To find the video RAM of the graphics card itself, which is a measure of the amount of memory that the graphics card can actually use, run:
Code:
[flip@flop ~]$ dmesg | grep VRAM
[    3.288684] nouveau 0000:01:00.0: DRM: VRAM: 1024 MiB

In the case of this machine, the actual memory of the graphics card is 1024 Mib, or 1 G with the prefetchable much less.

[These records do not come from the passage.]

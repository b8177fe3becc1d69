//! Value Objects
//!
//! Validated, immutable building blocks of the [`Account`](super::entity::account::Account).

pub mod email;
pub mod password;
pub mod secret_token;
pub mod username;

pub use email::Email;
pub use kernel::id::AccountId;
pub use password::{RawPassword, UserPassword};
pub use secret_token::{RecoveryKey, RecoveryKeyHash, VerificationToken};
pub use username::Username;
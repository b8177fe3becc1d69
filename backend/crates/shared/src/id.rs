//! Typed identifiers.
//!
//! Every entity id is a UUID v4 wrapped in [`Id<T>`] so an account id cannot
//! be passed where a post id is expected.

use std::fmt;
use std::marker::PhantomData;
use std::str::FromStr;

use serde::{Deserialize, Deserializer, Serialize, Serializer};
use uuid::Uuid;

/// UUID tagged with the entity it identifies.
///
/// ```
/// use kernel::id::{AccountId, PostId};
/// let account = AccountId::new();
/// let post = PostId::new();
/// assert_ne!(account.into_uuid(), post.into_uuid());
/// ```
pub struct Id<T> {
    value: Uuid,
    _marker: PhantomData<fn() -> T>,
}

impl<T> Id<T> {
    /// Random id (UUID v4).
    pub fn new() -> Self {
        Self::from_uuid(Uuid::new_v4())
    }

    pub const fn from_uuid(uuid: Uuid) -> Self {
        Self {
            value: uuid,
            _marker: PhantomData,
        }
    }

    pub fn as_uuid(&self) -> &Uuid {
        &self.value
    }

    pub fn into_uuid(self) -> Uuid {
        self.value
    }
}

// Manual impls: derives would demand `T: Clone` etc. on the marker.
impl<T> Clone for Id<T> {
    fn clone(&self) -> Self {
        *self
    }
}

impl<T> Copy for Id<T> {}

impl<T> PartialEq for Id<T> {
    fn eq(&self, other: &Self) -> bool {
        self.value == other.value
    }
}

impl<T> Eq for Id<T> {}

impl<T> std::hash::Hash for Id<T> {
    fn hash<H: std::hash::Hasher>(&self, state: &mut H) {
        self.value.hash(state);
    }
}

impl<T> Default for Id<T> {
    fn default() -> Self {
        Self::new()
    }
}

impl<T> fmt::Debug for Id<T> {
    fn fmt(&self, f: &mut fmt::Formatter<'_>) -> fmt::Result {
        write!(f, "Id({})", self.value)
    }
}

impl<T> fmt::Display for Id<T> {
    fn fmt(&self, f: &mut fmt::Formatter<'_>) -> fmt::Result {
        fmt::Display::fmt(&self.value, f)
    }
}

impl<T> FromStr for Id<T> {
    type Err = uuid::Error;

    fn from_str(s: &str) -> Result<Self, Self::Err> {
        Uuid::parse_str(s).map(Self::from_uuid)
    }
}

impl<T> From<Uuid> for Id<T> {
    fn from(uuid: Uuid) -> Self {
        Self::from_uuid(uuid)
    }
}

impl<T> From<Id<T>> for Uuid {
    fn from(id: Id<T>) -> Self {
        id.value
    }
}

impl<T> Serialize for Id<T> {
    fn serialize<S: Serializer>(&self, serializer: S) -> Result<S::Ok, S::Error> {
        self.value.serialize(serializer)
    }
}

impl<'de, T> Deserialize<'de> for Id<T> {
    fn deserialize<D: Deserializer<'de>>(deserializer: D) -> Result<Self, D::Error> {
        Uuid::deserialize(deserializer).map(Self::from_uuid)
    }
}

/// Marker types, one per entity.
pub mod markers {
    pub struct Account;
    pub struct Post;
}

pub type AccountId = Id<markers::Account>;
pub type PostId = Id<markers::Post>;

#[cfg(test)]
mod tests {
    use super::*;

    #[test]
    fn ids_are_random() {
        assert_ne!(AccountId::new(), AccountId::new());
    }

    #[test]
    fn parses_and_displays_uuid() {
        let uuid = Uuid::new_v4();
        let id: PostId = uuid.to_string().parse().unwrap();
        assert_eq!(id.as_uuid(), &uuid);
        assert_eq!(id.to_string(), uuid.to_string());
    }

    #[test]
    fn rejects_non_uuid() {
        assert!("not-a-uuid".parse::<AccountId>().is_err());
    }

    #[test]
    fn serializes_as_plain_uuid() {
        let id = AccountId::new();
        let json = serde_json::to_string(&id).unwrap();
        assert_eq!(json, format!("\"{}\"", id));
        let back: AccountId = serde_json::from_str(&json).unwrap();
        assert_eq!(back, id);
    }
}
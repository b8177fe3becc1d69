//! Email Value Object
//!
//! Syntactic validation only. Ownership is proven through the verification
//! link.

use kernel::error::app_error::{AppError, AppResult};
use serde::Serialize;
use std::fmt;

/// RFC 5321 path limit
const EMAIL_MAX_LENGTH: usize = 254;

/// RFC 5321 local-part limit
const LOCAL_PART_MAX_LENGTH: usize = 64;

/// Lowercased email address.
#[derive(Debug, Clone, PartialEq, Eq, Hash, Serialize)]
pub struct Email(String);

impl Email {
    pub fn new(email: impl AsRef<str>) -> AppResult<Self> {
        let email = email.as_ref().trim().to_lowercase();

        if email.is_empty() {
            return Err(AppError::bad_request("Email cannot be empty")
                .with_action("Please enter your email address"));
        }

        if email.len() > EMAIL_MAX_LENGTH {
            return Err(AppError::bad_request(format!(
                "Email must be at most {} characters",
                EMAIL_MAX_LENGTH
            )));
        }

        if !Self::is_valid_format(&email) {
            return Err(AppError::bad_request("Invalid email format")
                .with_action("Please enter a valid email address"));
        }

        Ok(Self(email))
    }

    fn is_valid_format(email: &str) -> bool {
        let Some((local, domain)) = email.split_once('@') else {
            return false;
        };

        if local.is_empty() || local.len() > LOCAL_PART_MAX_LENGTH || domain.contains('@') {
            return false;
        }
        if local.chars().any(|c| c.is_whitespace() || c.is_control()) {
            return false;
        }

        if !domain.contains('.')
            || !domain
                .chars()
                .all(|c| c.is_ascii_alphanumeric() || c == '.' || c == '-')
        {
            return false;
        }

        domain
            .split('.')
            .all(|label| !label.is_empty() && !label.starts_with('-') && !label.ends_with('-'))
    }

    /// Stored value, already validated on the way in.
    pub fn from_db(email: impl Into<String>) -> Self {
        Self(email.into())
    }

    pub fn as_str(&self) -> &str {
        &self.0
    }
}

impl fmt::Display for Email {
    fn fmt(&self, f: &mut fmt::Formatter<'_>) -> fmt::Result {
        f.write_str(&self.0)
    }
}

impl AsRef<str> for Email {
    fn as_ref(&self) -> &str {
        &self.0
    }
}

#[cfg(test)]
mod tests {
    use super::*;

    #[test]
    fn test_email_valid() {
        assert_eq!(Email::new(" A@X.com ").unwrap().as_str(), "a@x.com");
        assert!(Email::new("user.name@example.co.jp").is_ok());
        assert!(Email::new("user+tag@example.com").is_ok());
    }

    #[test]
    fn test_email_invalid() {
        for bad in [
            "",
            "userexample.com",
            "user@",
            "@example.com",
            "user@@example.com",
            "user@example",
            "user@exa mple.com",
            "user@-example.com",
            "user@example..com",
            "us er@example.com",
        ] {
            assert!(Email::new(bad).is_err(), "{bad:?} should be rejected");
        }
    }

    #[test]
    fn test_email_too_long() {
        let long = format!("{}@example.com", "a".repeat(250));
        assert!(Email::new(long).is_err());
    }
}
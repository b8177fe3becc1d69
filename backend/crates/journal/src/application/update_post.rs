//! Update Post Use Case

use chrono::{DateTime, Utc};
use kernel::id::PostId;
use platform::scope::ScopedHandle;

use crate::application::create_post::PostInput;
use crate::application::load_owned;
use crate::domain::entities::Post;
use crate::domain::repository::PostRepository;
use crate::error::{JournalError, JournalResult};

pub struct UpdatePostUseCase<H>
where
    H: PostRepository + ScopedHandle,
{
    scope: H,
}

impl<H> UpdatePostUseCase<H>
where
    H: PostRepository + ScopedHandle,
{
    pub fn new(scope: H) -> Self {
        Self { scope }
    }

    pub async fn execute(&self, id: PostId, input: PostInput) -> JournalResult<Post> {
        self.execute_at(id, input, Utc::now()).await
    }

    pub async fn execute_at(
        &self,
        id: PostId,
        input: PostInput,
        now: DateTime<Utc>,
    ) -> JournalResult<Post> {
        let (title, body) = input.validate()?;
        let mut post = load_owned(&self.scope, id).await?;

        post.edit(title, body, now);
        if !self.scope.update(&post).await? {
            return Err(JournalError::PostNotFound);
        }

        tracing::info!(post_id = %post.id, "Post updated");
        Ok(post)
    }
}
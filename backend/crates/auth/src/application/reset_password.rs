//! Reset Password Use Case
//!
//! The recovery key stands in for the old password. It stays valid after
//! use.

use std::sync::Arc;

use chrono::{DateTime, Utc};
use kernel::error::app_error::AppError;

use crate::application::config::AuthConfig;
use crate::domain::repository::{AccountLookup, AccountRepository};
use crate::domain::value_object::{RawPassword, RecoveryKey, UserPassword, Username};
use crate::error::{AuthError, AuthResult};

pub struct ResetPasswordInput {
    pub recovery_key: String,
    pub new_password: String,
}

pub struct ResetPasswordUseCase<R>
where
    R: AccountRepository,
{
    repo: Arc<R>,
    config: Arc<AuthConfig>,
}

impl<R> ResetPasswordUseCase<R>
where
    R: AccountRepository,
{
    pub fn new(repo: Arc<R>, config: Arc<AuthConfig>) -> Self {
        Self { repo, config }
    }

    pub async fn execute(&self, input: ResetPasswordInput) -> AuthResult<Username> {
        self.execute_at(input, Utc::now()).await
    }

    /// Returns the username of the account whose password changed.
    pub async fn execute_at(
        &self,
        input: ResetPasswordInput,
        now: DateTime<Utc>,
    ) -> AuthResult<Username> {
        let key = RecoveryKey::from_input(&input.recovery_key);
        if key.as_str().is_empty() {
            return Err(AuthError::Validation(AppError::bad_request(
                "Recovery key is required",
            )));
        }

        let password = RawPassword::new(input.new_password)?;
        let password_hash = UserPassword::from_raw(&password, self.config.pepper())?;

        let (account_id, username) = self
            .repo
            .update_locked(&AccountLookup::RecoveryKey(key.digest()), |account| {
                account.change_password(password_hash, now);
                Ok((account.id, account.username.clone()))
            })
            .await?
            .ok_or(AuthError::InvalidRecoveryKey)?;

        tracing::info!(account_id = %account_id, "Password reset with recovery key");
        Ok(username)
    }
}
//! List Posts Use Case

use platform::scope::ScopedHandle;

use crate::domain::entities::Post;
use crate::domain::repository::PostRepository;
use crate::error::JournalResult;

pub struct ListPostsUseCase<H>
where
    H: PostRepository + ScopedHandle,
{
    scope: H,
}

impl<H> ListPostsUseCase<H>
where
    H: PostRepository + ScopedHandle,
{
    pub fn new(scope: H) -> Self {
        Self { scope }
    }

    pub async fn execute(&self) -> JournalResult<Vec<Post>> {
        self.scope.list().await
    }
}
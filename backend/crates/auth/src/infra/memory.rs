//! In-memory account repository.
//!
//! Same contract as the Postgres repository, including uniqueness of
//! canonical username and email. Used by tests and by local runs without
//! a database.

use std::collections::HashMap;
use std::sync::{Arc, Mutex, MutexGuard};

use crate::domain::entity::account::{Account, Verification};
use crate::domain::repository::{AccountLookup, AccountRepository};
use crate::domain::value_object::{AccountId, Email, Username};
use crate::error::{AuthError, AuthResult, IdentityField};

#[derive(Clone, Default)]
pub struct InMemoryAccountRepository {
    accounts: Arc<Mutex<HashMap<AccountId, Account>>>,
}

impl InMemoryAccountRepository {
    pub fn new() -> Self {
        Self::default()
    }

    /// Snapshot of every stored account.
    pub fn accounts(&self) -> Vec<Account> {
        self.lock()
            .map(|accounts| accounts.values().cloned().collect())
            .unwrap_or_default()
    }

    fn lock(&self) -> AuthResult<MutexGuard<'_, HashMap<AccountId, Account>>> {
        self.accounts
            .lock()
            .map_err(|_| AuthError::Internal("account store lock poisoned".to_string()))
    }
}

fn matches(account: &Account, lookup: &AccountLookup) -> bool {
    match lookup {
        AccountLookup::Id(id) => account.id == *id,
        AccountLookup::Email(email) => account.email == *email,
        AccountLookup::Username(username) => {
            account.username.canonical() == username.canonical()
        }
        AccountLookup::VerificationToken(token) => match &account.verification {
            Verification::Unverified { token: pending, .. } => pending.as_str() == token,
            Verification::Verified => false,
        },
        AccountLookup::RecoveryKey(hash) => account.recovery_key_hash == *hash,
    }
}

/// Rejects `candidate` if another account already holds its username or
/// email.
fn check_unique(
    accounts: &HashMap<AccountId, Account>,
    candidate: &Account,
) -> AuthResult<()> {
    for other in accounts.values().filter(|other| other.id != candidate.id) {
        if other.username.canonical() == candidate.username.canonical() {
            return Err(AuthError::DuplicateIdentity(IdentityField::Username));
        }
        if other.email == candidate.email {
            return Err(AuthError::DuplicateIdentity(IdentityField::Email));
        }
    }
    Ok(())
}

impl AccountRepository for InMemoryAccountRepository {
    async fn create(&self, account: &Account) -> AuthResult<()> {
        let mut accounts = self.lock()?;
        check_unique(&accounts, account)?;
        accounts.insert(account.id, account.clone());
        Ok(())
    }

    async fn find(&self, lookup: &AccountLookup) -> AuthResult<Option<Account>> {
        let accounts = self.lock()?;
        Ok(accounts
            .values()
            .find(|account| matches(account, lookup))
            .cloned())
    }

    async fn exists_by_username(&self, username: &Username) -> AuthResult<bool> {
        let accounts = self.lock()?;
        Ok(accounts
            .values()
            .any(|account| account.username.canonical() == username.canonical()))
    }

    async fn exists_by_email(&self, email: &Email) -> AuthResult<bool> {
        let accounts = self.lock()?;
        Ok(accounts.values().any(|account| account.email == *email))
    }

    async fn update_locked<F, T>(&self, lookup: &AccountLookup, mutate: F) -> AuthResult<Option<T>>
    where
        F: FnOnce(&mut Account) -> AuthResult<T> + Send,
        T: Send,
    {
        let mut accounts = self.lock()?;

        let Some(mut account) = accounts
            .values()
            .find(|account| matches(account, lookup))
            .cloned()
        else {
            return Ok(None);
        };

        let output = mutate(&mut account)?;
        check_unique(&accounts, &account)?;
        accounts.insert(account.id, account);

        Ok(Some(output))
    }
}

#[cfg(test)]
mod tests {
    use super::*;
    use crate::domain::entity::account::VerificationPolicy;
    use crate::domain::value_object::{RawPassword, RecoveryKeyHash, UserPassword, VerificationToken};
    use chrono::Utc;

    fn account(username: &str, email: &str, token: &str) -> Account {
        Account::register(
            Username::new(username).unwrap(),
            Email::new(email).unwrap(),
            UserPassword::from_raw(&RawPassword::attempt("pw12345678".into()), None).unwrap(),
            RecoveryKeyHash::from_db(format!("hash-{username}")),
            VerificationToken::new(token.to_string()),
            &VerificationPolicy::default(),
            Utc::now(),
        )
    }

    #[tokio::test]
    async fn create_rejects_case_insensitive_username_collision() {
        let repo = InMemoryAccountRepository::new();
        AccountRepository::create(&repo, &account("alice", "a@x.com", "t1"))
            .await
            .unwrap();

        let err = AccountRepository::create(&repo, &account("ALICE", "b@x.com", "t2"))
            .await
            .unwrap_err();
        assert!(matches!(
            err,
            AuthError::DuplicateIdentity(IdentityField::Username)
        ));
    }

    #[tokio::test]
    async fn create_rejects_email_collision() {
        let repo = InMemoryAccountRepository::new();
        AccountRepository::create(&repo, &account("alice", "a@x.com", "t1"))
            .await
            .unwrap();

        let err = AccountRepository::create(&repo, &account("bob", "a@x.com", "t2"))
            .await
            .unwrap_err();
        assert!(matches!(err, AuthError::DuplicateIdentity(IdentityField::Email)));
    }

    #[tokio::test]
    async fn verified_accounts_are_not_found_by_token() {
        let repo = InMemoryAccountRepository::new();
        AccountRepository::create(&repo, &account("alice", "a@x.com", "t1"))
            .await
            .unwrap();

        let lookup = AccountLookup::VerificationToken("t1".to_string());
        let verified = AccountRepository::update_locked(&repo, &lookup, |account| {
            account.verify(Utc::now())?;
            Ok(())
        })
        .await
        .unwrap();
        assert!(verified.is_some());

        let again = AccountRepository::find(&repo, &lookup).await.unwrap();
        assert!(again.is_none());
    }

    #[tokio::test]
    async fn failed_mutation_is_not_persisted() {
        let repo = InMemoryAccountRepository::new();
        let original = account("alice", "a@x.com", "t1");
        AccountRepository::create(&repo, &original).await.unwrap();

        let result: AuthResult<Option<()>> = AccountRepository::update_locked(
            &repo,
            &AccountLookup::Id(original.id),
            |account| {
                account.rename(Username::new("mallory").unwrap(), Utc::now());
                Err(AuthError::QuotaExceeded)
            },
        )
        .await;
        assert!(matches!(result, Err(AuthError::QuotaExceeded)));

        let stored = repo.accounts();
        assert_eq!(stored[0].username.original(), "alice");
    }

    #[tokio::test]
    async fn update_that_steals_an_email_is_rejected() {
        let repo = InMemoryAccountRepository::new();
        let alice = account("alice", "a@x.com", "t1");
        AccountRepository::create(&repo, &alice).await.unwrap();
        AccountRepository::create(&repo, &account("bob", "b@x.com", "t2"))
            .await
            .unwrap();

        let err = AccountRepository::update_locked(&repo, &AccountLookup::Id(alice.id), |account| {
            account.change_email(Email::new("b@x.com").unwrap(), Utc::now());
            Ok(())
        })
        .await
        .unwrap_err();
        assert!(matches!(err, AuthError::DuplicateIdentity(IdentityField::Email)));
    }
}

The memory in the graphics card is optimised for graphical processing, so it can be speedier than prefetchable memory. There's complexities in this in different hardware that I can't say more about, such as systems without separate or dedicated graphics cards that use the CPU for graphics functions, but those are other uses of memory than this "prefetchable versus graphics card" memory.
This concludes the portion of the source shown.